RECORD EXTRACTS ▸
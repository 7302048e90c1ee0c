//! Error types.
//!
//! Rendering, filtering and animation never fail at runtime. Errors exist
//! only at the edges: invalid static data, invalid motion ranges, loading a
//! config file and writing the exported bundle.

use std::io;
use std::path::PathBuf;

use thiserror::Error;

use crate::types::Category;

/// Invariant violations in the static catalog.
#[derive(Debug, Error, PartialEq)]
pub enum CatalogError {
    #[error("duplicate course id {0}")]
    DuplicateCourseId(u32),

    #[error("duplicate mentor id {0}")]
    DuplicateMentorId(u32),

    #[error("course {id} uses category {category:?}, which is not a concrete category")]
    InvalidCategory { id: u32, category: Category },

    #[error("course {id} has rating {rating} outside [0, 5]")]
    RatingOutOfRange { id: u32, rating: f32 },
}

/// Invalid motion mapping definitions.
#[derive(Debug, Error, PartialEq)]
pub enum MotionError {
    #[error("mapping needs at least two stops, got {0}")]
    TooFewStops(usize),

    #[error("input has {input} stops but output has {output}")]
    StopCountMismatch { input: usize, output: usize },

    #[error("input stops must be strictly increasing (stop {index})")]
    UnorderedInput { index: usize },

    #[error("spring {field} must be positive and finite, got {value}")]
    InvalidSpring { field: &'static str, value: f64 },
}

/// Site-level errors: configuration and export.
#[derive(Debug, Error)]
pub enum SiteError {
    #[error("failed to read config {path}: {source}")]
    ConfigRead {
        path: PathBuf,
        #[source]
        source: io::Error,
    },

    #[error("invalid config {path}: {source}")]
    ConfigParse {
        path: PathBuf,
        #[source]
        source: serde_json::Error,
    },

    #[error("config {field} must be {expected}, got {value}")]
    InvalidConfig {
        field: &'static str,
        expected: &'static str,
        value: f64,
    },

    #[error("failed to write {path}: {source}")]
    Write {
        path: PathBuf,
        #[source]
        source: io::Error,
    },

    #[error("failed to serialize catalog: {0}")]
    Serialize(#[from] serde_json::Error),

    #[error(transparent)]
    Catalog(#[from] CatalogError),

    #[error(transparent)]
    Motion(#[from] MotionError),
}

pub type Result<T, E = SiteError> = std::result::Result<T, E>;
//! Course catalog data.

use std::sync::LazyLock;

use crate::types::{Category, Course, Level};

const IMG: &str = "w=800&auto=format&fit=crop&q=80";

#[allow(clippy::too_many_arguments)]
fn course(
    id: u32,
    title: &str,
    category: Category,
    photo: &str,
    instructor: &str,
    duration: &str,
    students: u32,
    rating: f32,
    price: u32,
    level: Level,
) -> Course {
    Course {
        id,
        title: title.to_string(),
        category,
        image: format!("https://images.unsplash.com/photo-{photo}?{IMG}"),
        instructor: instructor.to_string(),
        duration: duration.to_string(),
        students,
        rating,
        price,
        level: Some(level),
        featured: false,
    }
}

static COURSES: LazyLock<Vec<Course>> = LazyLock::new(|| {
    vec![
        course(1, "Complete Game Development Masterclass", Category::GameDevelopment,
            "1556438064-2d7646166914", "Alex Rivera", "48 hours", 2840, 4.9, 199, Level::Intermediate),
        course(2, "Advanced 3D Character Design", Category::CharacterDesign,
            "1633356122544-f134324a6cee", "Maya Chen", "36 hours", 1920, 4.8, 149, Level::Advanced),
        course(3, "Unreal Engine 5 Environment Art", Category::EnvironmentDesign,
            "1511512578047-dfb367046420", "James Porter", "52 hours", 3210, 4.9, 249, Level::Intermediate),
        course(4, "3D Animation Fundamentals", Category::Animation3d,
            "1614729939124-032d1e6c9945", "Sarah Kim", "28 hours", 1540, 4.7, 129, Level::Beginner),
        course(5, "Weapon Design for Games", Category::WeaponDesign,
            "1542751371-adc38448a05e", "Chris Anderson", "24 hours", 980, 4.8, 119, Level::Intermediate),
        course(6, "Unity Game Development Bootcamp", Category::GameDevelopment,
            "1552820728-8b83bb6b2b09", "Lisa Wang", "60 hours", 4120, 4.9, 299, Level::Beginner),
        course(7, "Game UI/UX Design Mastery", Category::WebDevelopment,
            "1561070791-2526d30994b5", "Tom Bradley", "20 hours", 1280, 4.6, 99, Level::Intermediate),
        course(8, "Mobile Game Development with Flutter", Category::AppDevelopment,
            "1551650975-87deedd944c3", "Nina Patel", "32 hours", 890, 4.7, 159, Level::Intermediate),
    ]
});

/// Home page selection: the first four courses, ids 1 and 3 highlighted.
static FEATURED: LazyLock<Vec<Course>> = LazyLock::new(|| {
    COURSES
        .iter()
        .take(4)
        .map(|c| Course {
            featured: matches!(c.id, 1 | 3),
            level: None,
            ..c.clone()
        })
        .collect()
});

/// The full catalog in display order.
pub fn courses() -> &'static [Course] {
    &COURSES
}

/// Courses shown in the home page grid.
pub fn featured_courses() -> &'static [Course] {
    &FEATURED
}

/// Look up a course by id.
pub fn find_course(id: u32) -> Option<&'static Course> {
    COURSES.iter().find(|c| c.id == id)
}
//! The exported static bundle.

use std::fs;

use artvince_site::export::{export_site, page_file, CATALOG_FILE, STYLESHEET_FILE};
use artvince_site::{catalog, Route, SiteConfig};

#[test]
fn bundle_contains_every_route() {
    let dir = tempfile::tempdir().unwrap();
    export_site(&SiteConfig::default(), dir.path()).unwrap();

    for route in Route::static_routes() {
        let html = fs::read_to_string(dir.path().join(page_file(&route))).unwrap();
        assert!(html.starts_with("<!DOCTYPE html>"));
        assert!(html.contains(&format!("<title>{} | Artvince Academy</title>", route.title())));
        assert!(html.contains(r#"href="/styles.css""#));
    }
    assert!(dir.path().join("courses/weapon-design/index.html").is_file());
}

#[test]
fn catalog_json_round_trips_ids() {
    let dir = tempfile::tempdir().unwrap();
    export_site(&SiteConfig::default(), dir.path()).unwrap();

    let text = fs::read_to_string(dir.path().join(CATALOG_FILE)).unwrap();
    let json: serde_json::Value = serde_json::from_str(&text).unwrap();
    let ids: Vec<u64> = json["courses"]
        .as_array()
        .unwrap()
        .iter()
        .map(|c| c["id"].as_u64().unwrap())
        .collect();
    let expected: Vec<u64> = catalog::courses().iter().map(|c| u64::from(c.id)).collect();
    assert_eq!(ids, expected);
    assert_eq!(json["mentors"].as_array().unwrap().len(), 6);
}

#[test]
fn base_url_prefixes_links() {
    let dir = tempfile::tempdir().unwrap();
    let config = SiteConfig {
        base_url: "/academy/".to_string(),
        ..SiteConfig::default()
    };
    export_site(&config, dir.path()).unwrap();

    let html = fs::read_to_string(dir.path().join("index.html")).unwrap();
    assert!(html.contains(r#"href="/academy/styles.css""#));
    assert!(html.contains(r#"href="/academy/courses""#));

    let css = fs::read_to_string(dir.path().join(STYLESHEET_FILE)).unwrap();
    assert!(css.contains(":root"));
    assert!(css.contains(".reveal.is-visible"));
}
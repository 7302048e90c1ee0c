//! "Built for Creators" feature grid. The about page's core values reuse
//! the tile layout.

use crate::catalog;
use crate::state::RevealOptions;
use crate::types::Feature;
use crate::view::{el, icon, Element, Node, ViewContext};

use super::{observe, reveal, section_header, Entrance, RevealTarget};

pub const REVEAL_ID: &str = "why";

pub fn reveal_targets() -> Vec<RevealTarget> {
    vec![(REVEAL_ID.to_string(), RevealOptions::SECTION)]
}

/// Icon tile gated on `reveal_id`, staggered 0.1s per index.
pub fn feature_tile(ctx: &ViewContext, reveal_id: &str, feature: &Feature, index: usize) -> Element {
    let tile = el("div")
        .class("card card-interactive feature-tile")
        .child(el("div").class("feature-icon").child(icon(feature.icon, 24, "text-primary")))
        .child(el("h3").text(feature.title.as_str()))
        .child(el("p").class("muted").text(feature.description.as_str()));
    reveal(ctx, reveal_id, Entrance::Lift, index as f64 * 0.1, tile)
}

pub fn why_choose_us(ctx: &ViewContext) -> Node {
    let header = section_header(
        "Why Artvince Academy",
        "Built for",
        "Creators",
        Some("We're not just teaching tools \u{2014} we're shaping the next generation of creative visionaries."),
    );
    let tiles = catalog::features()
        .iter()
        .enumerate()
        .map(|(i, feature)| feature_tile(ctx, REVEAL_ID, feature, i));

    let section = el("section")
        .class("section why-choose-us")
        .child(el("div").class("section-band").attr("aria-hidden", "true"))
        .child(
            el("div")
                .class("container")
                .child(reveal(ctx, REVEAL_ID, Entrance::Rise, 0.0, header))
                .child(el("div").class("grid grid-3").children(tiles)),
        );
    observe(REVEAL_ID, section).into()
}
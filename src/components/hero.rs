//! Home page hero.
//!
//! The only pointer-reactive section. The content block tilts with the
//! smoothed pointer and drifts down and fades as the page scrolls through
//! the hero; floating particles and the glow orbs parallax behind it. All
//! values come precomputed in [`MotionView`](crate::view::MotionView).
//!
//! Entrance is a mount animation rather than a scroll reveal, so the hero
//! registers no reveal targets.

use crate::theme::Variant;
use crate::catalog;
use crate::motion::transform::{css_number, hero_particles};
use crate::types::Icon;
use crate::view::{el, icon, Element, Node, ViewContext};

use super::arrow_link;

/// Element id the platform tracks for pointer offset and scroll progress.
pub const HERO_ID: &str = "hero";

const HERO_IMAGE: &str =
    "https://images.unsplash.com/photo-1550745165-9bc0b252726f?w=1920&auto=format&fit=crop&q=80";
const BADGE: &str = "New courses available for 2024";
const SUBHEADLINE: &str = "Learn 3D Animation, Character Design, Game Development, and more from industry professionals who've worked on AAA titles.";

/// Title words from this index on get the gradient.
const GRADIENT_FROM: usize = 4;

fn particles(ctx: &ViewContext) -> Element {
    let items = hero_particles()
        .iter()
        .zip(ctx.motion.particles.iter())
        .map(|(particle, offset)| {
            el("div")
                .class("particle")
                .style(format!(
                    "left: {}%; top: {}%; animation-delay: {}s;",
                    css_number(particle.left),
                    css_number(particle.top),
                    css_number(particle.delay)
                ))
                .style(offset.to_css())
                .child(icon(particle.icon, particle.size, "text-primary-soft"))
        });
    el("div").class("hero-particles").attr("aria-hidden", "true").children(items)
}

fn glows(ctx: &ViewContext) -> Element {
    let placement = ["hero-glow-left glow-primary", "hero-glow-right glow-accent"];
    let orbs = ctx
        .motion
        .glows
        .iter()
        .zip(placement)
        .map(|(frame, class)| el("div").class("glow hero-glow").class(class).style(frame.to_css()));
    el("div")
        .class("hero-layers")
        .attr("aria-hidden", "true")
        .children(orbs)
        .child(el("div").class("grid-pattern hero-grid"))
        .child(particles(ctx))
}

fn title(ctx: &ViewContext) -> Element {
    let words = ctx.config.tagline.split_whitespace().enumerate().map(|(i, word)| {
        el("span")
            .class("hero-word")
            .class_if(i >= GRADIENT_FROM, "gradient-text")
            .style(format!("animation-delay: {}s;", css_number(0.3 + i as f64 * 0.05)))
            .text(word)
    });
    el("h1").class("hero-title").children(words)
}

fn stats() -> Element {
    let items = catalog::hero_stats().iter().enumerate().map(|(i, stat)| {
        el("div")
            .class("hero-stat")
            .style(format!("animation-delay: {}s;", css_number(0.6 + i as f64 * 0.1)))
            .maybe_child(stat.icon.map(|kind| icon(kind, 24, "hero-stat-icon")))
            .child(el("div").class("hero-stat-value gradient-text").text(stat.value.as_str()))
            .child(el("div").class("hero-stat-label").text(stat.label.as_str()))
    });
    el("div").class("hero-stats").children(items)
}

pub fn hero(ctx: &ViewContext) -> Node {
    let content = el("div")
        .class("container hero-content")
        .style(ctx.motion.hero.transform().to_css())
        .child(
            el("div")
                .class("hero-badge")
                .child(icon(Icon::Sparkles, 16, "text-primary"))
                .child(el("span").text(BADGE)),
        )
        .child(title(ctx))
        .child(el("p").class("hero-sub").text(SUBHEADLINE))
        .child(
            el("div")
                .class("hero-ctas")
                .child(arrow_link(ctx, "/courses", Variant::Premium, "Explore Courses"))
                .child(
                    el("a")
                        .class("btn btn-glass")
                        .attr("href", ctx.href("/about"))
                        .child(icon(Icon::Play, 20, ""))
                        .text("Watch Showreel"),
                ),
        )
        .child(stats());

    el("section")
        .class("hero hero-pattern")
        .attr("id", HERO_ID)
        .attr("data-track-pointer", HERO_ID)
        .attr("data-track-scroll", HERO_ID)
        .child(
            el("div")
                .class("hero-bg")
                .child(el("img").attr("src", HERO_IMAGE).attr("alt", ""))
                .child(el("div").class("hero-bg-fade")),
        )
        .child(glows(ctx))
        .child(content)
        .child(
            el("div")
                .class("scroll-indicator")
                .attr("aria-hidden", "true")
                .child(el("div").class("scroll-indicator-track").child(el("div").class("scroll-indicator-dot"))),
        )
        .into()
}
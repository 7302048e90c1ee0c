//! Pointer Module - Normalized pointer offset within a container
//!
//! The hero section tracks the pointer relative to its own bounds. The raw
//! client position is converted to an offset from the container center,
//! each axis in [-0.5, 0.5]: `-0.5` is the left/top edge, `0.5` the
//! right/bottom edge.
//!
//! # Example
//!
//! ```
//! use artvince_site::state::pointer::{normalize, PointerOffset};
//! use artvince_site::types::Rect;
//!
//! let rect = Rect::new(0.0, 0.0, 1000.0, 800.0);
//! assert_eq!(normalize(500.0, 400.0, rect), PointerOffset::CENTER);
//! assert_eq!(normalize(1000.0, 0.0, rect), PointerOffset { x: 0.5, y: -0.5 });
//! ```

use crate::types::Rect;

/// Lower bound of a normalized axis.
pub const MIN_OFFSET: f64 = -0.5;
/// Upper bound of a normalized axis.
pub const MAX_OFFSET: f64 = 0.5;

/// Pointer position relative to a container center.
#[derive(Debug, Clone, Copy, PartialEq, Default)]
pub struct PointerOffset {
    pub x: f64,
    pub y: f64,
}

impl PointerOffset {
    pub const CENTER: Self = Self { x: 0.0, y: 0.0 };

    /// Build an offset, clamping each axis into range.
    pub fn new(x: f64, y: f64) -> Self {
        Self {
            x: clamp_axis(x),
            y: clamp_axis(y),
        }
    }
}

fn clamp_axis(v: f64) -> f64 {
    if v.is_nan() {
        return 0.0;
    }
    v.clamp(MIN_OFFSET, MAX_OFFSET)
}

/// Convert a client position into an offset from `rect`'s center.
///
/// Positions outside the container clamp to the nearest edge. A container
/// with no area yields the center.
pub fn normalize(client_x: f64, client_y: f64, rect: Rect) -> PointerOffset {
    if rect.width <= 0.0 || rect.height <= 0.0 {
        return PointerOffset::CENTER;
    }
    PointerOffset::new(
        (client_x - rect.left) / rect.width - 0.5,
        (client_y - rect.top) / rect.height - 0.5,
    )
}

#[cfg(test)]
mod tests {
    use super::*;

    #[test]
    fn test_normalize_corners() {
        let rect = Rect::new(100.0, 50.0, 400.0, 200.0);
        assert_eq!(normalize(100.0, 50.0, rect), PointerOffset { x: -0.5, y: -0.5 });
        assert_eq!(normalize(500.0, 250.0, rect), PointerOffset { x: 0.5, y: 0.5 });
        assert_eq!(normalize(300.0, 150.0, rect), PointerOffset::CENTER);
    }

    #[test]
    fn test_normalize_quarter() {
        let rect = Rect::new(0.0, 0.0, 400.0, 400.0);
        let offset = normalize(100.0, 300.0, rect);
        assert!((offset.x + 0.25).abs() < 1e-12);
        assert!((offset.y - 0.25).abs() < 1e-12);
    }

    #[test]
    fn test_outside_container_clamps() {
        let rect = Rect::new(0.0, 0.0, 100.0, 100.0);
        assert_eq!(normalize(-500.0, 900.0, rect), PointerOffset { x: -0.5, y: 0.5 });
    }

    #[test]
    fn test_empty_container_is_center() {
        assert_eq!(normalize(10.0, 10.0, Rect::new(0.0, 0.0, 0.0, 100.0)), PointerOffset::CENTER);
    }

    #[test]
    fn test_nan_axis_is_center() {
        assert_eq!(PointerOffset::new(f64::NAN, 0.2), PointerOffset { x: 0.0, y: 0.2 });
    }
}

EXERCISE REQUIREMENTS ▸ What you return must be the lines above that run from the line with "let tiles = catalog::features()" to the line with "filename src/components/hero.rs", inclusive, each copied exactly.

ANSWER BOX ▸
    let tiles = catalog::features()
        .iter()
        .enumerate()
        .map(|(i, feature)| feature_tile(ctx, REVEAL_ID, feature, i));

    let section = el("section")
        .class("section why-choose-us")
        .child(el("div").class("section-band").attr("aria-hidden", "true"))
        .child(
            el("div")
                .class("container")
                .child(reveal(ctx, REVEAL_ID, Entrance::Rise, 0.0, header))
                .child(el("div").class("grid grid-3").children(tiles)),
        );
    observe(REVEAL_ID, section).into()
}
filename src/components/hero.rs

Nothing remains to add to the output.